Carrier Status of Leptospirosis Among Cattle in Sri Lanka: A Zoonotic Threat to Public Health

Leptospirosis is a zoonotic disease of global importance and one of the notifiable diseases in Sri Lanka. Recent studies on human leptospirosis have suggested that the cattle could be one of the important reservoirs for human infection in the country. However, there is a dearth of local information on bovine leptospirosis, including its implications for human transmission. Thus, this study attempted to determine the carrier status of pathogenic Leptospira spp in cattle in Sri Lanka. A total of 164 cattle kidney samples were collected from the meat inspection hall in Colombo city during routine inspection procedures conducted by the municipal veterinary surgeons.
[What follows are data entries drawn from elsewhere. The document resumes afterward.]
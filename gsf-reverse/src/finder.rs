//! Orchestrates the three reversal stages across a cohort.
//!
//! Entities are processed strictly one at a time: the 2^32 sweep
//! dominates the runtime, so an early hit on the first entity skips
//! every later sweep entirely.

use std::time::Instant;

use gsf_core::mode::SpawnerModeSet;
use gsf_core::record::EntityRecord;

use crate::entity::reverse_entity_seeds;
use crate::gen::reverse_gen_seeds;
use crate::group::reverse_group_seed;
use crate::validate::validate_group_seed;

/// Personality re-roll bound when the caller does not supply one.
pub const DEFAULT_MAX_ROLLS: u8 = 32;

#[derive(Debug, Clone, Copy)]
pub struct FinderOptions {
    /// Upper bound on personality re-rolls probed per candidate seed.
    pub max_rolls: u8,
    /// Spawner patterns the validator may accept under.
    pub modes: SpawnerModeSet,
}

impl Default for FinderOptions {
    fn default() -> Self {
        Self {
            max_rolls: DEFAULT_MAX_ROLLS,
            modes: SpawnerModeSet::default(),
        }
    }
}

/// Accounting for one entity's reversal attempt.
#[derive(Debug, Clone, Copy, Default)]
pub struct EntityStats {
    pub entity_seed_candidates: u64,
    pub gen_seed_candidates: u64,
    pub validator_calls: u64,
    pub elapsed_ms: u64,
}

/// Accounting across a whole run, one entry per entity attempted.
#[derive(Debug, Clone, Default)]
pub struct FinderStats {
    pub per_entity: Vec<EntityStats>,
}

impl FinderStats {
    pub fn validator_calls(&self) -> u64 {
        self.per_entity.iter().map(|e| e.validator_calls).sum()
    }
}

/// A confirmed group seed and the cohort index it was recovered from.
#[derive(Debug, Clone, Copy, PartialEq, Eq)]
pub struct GroupSeedFind {
    pub group_seed: u64,
    pub first_index: usize,
}

/// Drives entity → generator → group reversal and validation.
pub struct Finder {
    options: FinderOptions,
    stats: FinderStats,
}

impl Finder {
    pub fn new(options: FinderOptions) -> Self {
        Self {
            options,
            stats: FinderStats::default(),
        }
    }

    pub fn options(&self) -> &FinderOptions {
        &self.options
    }

    /// Accounting from the most recent [`Finder::run`].
    pub fn stats(&self) -> &FinderStats {
        &self.stats
    }

    /// Reverse the cohort; the first validated group seed wins.
    ///
    /// Candidate seeds are iterated in the deterministic order the
    /// entity reverser emits them, so repeated runs over the same
    /// cohort return the same find.
    pub fn run(&mut self, records: &[EntityRecord]) -> Option<GroupSeedFind> {
        self.stats = FinderStats::default();
        let ecs: Vec<u32> = records.iter().map(|r| r.encryption_constant).collect();

        for (index, record) in records.iter().enumerate() {
            let started = Instant::now();
            let mut entry = EntityStats::default();
            let mut hit = None;

            let candidates = reverse_entity_seeds(record, self.options.max_rolls);
            entry.entity_seed_candidates = candidates.len() as u64;

            'candidates: for candidate in &candidates {
                for gen_seed in reverse_gen_seeds(candidate.seed) {
                    entry.gen_seed_candidates += 1;
                    let group_seed = reverse_group_seed(gen_seed);
                    entry.validator_calls += 1;
                    if validate_group_seed(group_seed, &ecs, index, self.options.modes) {
                        hit = Some(GroupSeedFind {
                            group_seed,
                            first_index: index,
                        });
                        break 'candidates;
                    }
                }
            }

            entry.elapsed_ms = started.elapsed().as_millis() as u64;
            self.stats.per_entity.push(entry);
            if hit.is_some() {
                return hit;
            }
        }
        None
    }
}

/// One-shot reversal with default options.
pub fn find_group_seed(records: &[EntityRecord]) -> Option<GroupSeedFind> {
    Finder::new(FinderOptions::default()).run(records)
}
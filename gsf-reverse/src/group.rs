//! Group-seed recovery: one wrapping subtraction.
//!
//! The group-level stream is freshly seeded, so its first output (the
//! generator seed) is `group_seed + XOROSHIRO_CONST1` mod 2^64.

use gsf_core::rng::XOROSHIRO_CONST1;

/// The unique group seed whose first group-level draw is `gen_seed`.
pub fn reverse_group_seed(gen_seed: u64) -> u64 {
    gen_seed.wrapping_sub(XOROSHIRO_CONST1)
}
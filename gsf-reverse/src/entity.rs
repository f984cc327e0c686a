//! Brute-force entity-seed recovery.
//!
//! The entity-level stream is freshly seeded, so its first draw is
//! `seed + XOROSHIRO_CONST1` and the record's encryption constant pins
//! the low 32 bits of the seed algebraically. Only the upper half is
//! searched: 2^16 chunks of 2^16 candidates each, swept as a rayon
//! data-parallel map. A candidate survives the sweep when one of its
//! first `max_rolls` personality draws hits the record's target, and is
//! then confirmed by full trait regeneration.

use gsf_core::record::EntityRecord;
use gsf_core::rng::{Xoroshiro128, XOROSHIRO_CONST1};
use gsf_core::shiny::{is_potential_anti_shiny, ANTI_SHINY_XOR};
use gsf_core::SeedCandidate;
use rayon::prelude::*;

use crate::generate::matches_record;

/// Flawless IV counts the confirmation pass probes. The record carries
/// its own count, but confirming over the full set costs little and the
/// validator is idempotent under the duplicates.
pub const FLAWLESS_COUNTS: [u8; 3] = [0, 3, 4];

/// Personality acceptance during the sweep.
#[derive(Debug, Clone, Copy)]
enum PidTarget {
    /// Exact match against one or two candidate personalities.
    Exact { targets: [u32; 2], len: usize },
    /// Low-half match only; the high half is rewritten after generation.
    LowHalf(u16),
}

impl PidTarget {
    fn for_record(record: &EntityRecord) -> Self {
        if record.is_shiny() {
            return PidTarget::LowHalf(record.personality as u16);
        }
        let pid = record.personality;
        if is_potential_anti_shiny(record.trainer_id, record.secret_id, pid) {
            PidTarget::Exact {
                targets: [pid, pid ^ ANTI_SHINY_XOR],
                len: 2,
            }
        } else {
            PidTarget::Exact {
                targets: [pid, pid],
                len: 1,
            }
        }
    }

    #[inline]
    fn accepts(&self, pid: u32) -> bool {
        match *self {
            PidTarget::Exact { targets, len } => targets[..len].contains(&pid),
            PidTarget::LowHalf(low) => pid as u16 == low,
        }
    }
}

/// Low 32 bits shared by every candidate seed for a record.
pub fn seed_low_half(record: &EntityRecord) -> u32 {
    record
        .encryption_constant
        .wrapping_sub(XOROSHIRO_CONST1 as u32)
}

#[inline]
fn survives_sweep(seed: u64, target: &PidTarget, max_rolls: u8) -> bool {
    let mut rng = Xoroshiro128::new(seed);
    let _ec = rng.next_u32();
    let _fake_tid = rng.next_u32();
    for _ in 0..max_rolls {
        if target.accepts(rng.next_u32()) {
            return true;
        }
    }
    false
}

fn confirm_into(seed: u64, record: &EntityRecord, max_rolls: u8, out: &mut Vec<SeedCandidate>) {
    for flawless in FLAWLESS_COUNTS {
        for rolls in 1..=max_rolls {
            if matches_record(seed, rolls, flawless, record) {
                out.push(SeedCandidate { seed, rolls });
            }
        }
    }
}

/// Sweep the 2^16 candidate seeds whose upper half starts with `outer`.
pub fn scan_chunk(outer: u16, record: &EntityRecord, max_rolls: u8) -> Vec<SeedCandidate> {
    let low = seed_low_half(record);
    let target = PidTarget::for_record(record);
    let mut out = Vec::new();
    for inner in 0..=u16::MAX {
        let upper = (u32::from(outer) << 16) | u32::from(inner);
        let seed = (u64::from(upper) << 32) | u64::from(low);
        if survives_sweep(seed, &target, max_rolls) {
            confirm_into(seed, record, max_rolls, &mut out);
        }
    }
    out
}

/// Find every entity seed that regenerates `record` within `max_rolls`
/// personality re-rolls.
///
/// The full 2^32 upper-half space is swept across the worker pool; the
/// per-chunk results are merged, sorted, and deduplicated, so the output
/// order is deterministic even though discovery order is not.
pub fn reverse_entity_seeds(record: &EntityRecord, max_rolls: u8) -> Vec<SeedCandidate> {
    let mut found: Vec<SeedCandidate> = (0..=u32::from(u16::MAX))
        .into_par_iter()
        .flat_map_iter(|outer| scan_chunk(outer as u16, record, max_rolls))
        .collect();
    found.sort_unstable();
    found.dedup();
    found
}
The DNA was extracted and subjected to nested PCR for the detection of leptospiral flaB gene. Amplicons were sequenced, and phylogenic distances were calculated. Of 164 samples, 20 (12.2%) were positive for flaB‐PCR. Sequenced amplicons revealed that Leptospira species were deduced to L. borgpetersenii (10/20, 50%), L. kirschneri (7/20, 35%) and L. interrogans (3/20, 15%). The results indicate that a high proportion of the sampled cattle harbour a variety of pathogenic Leptospira spp, which can serve as important reservoirs for human disease.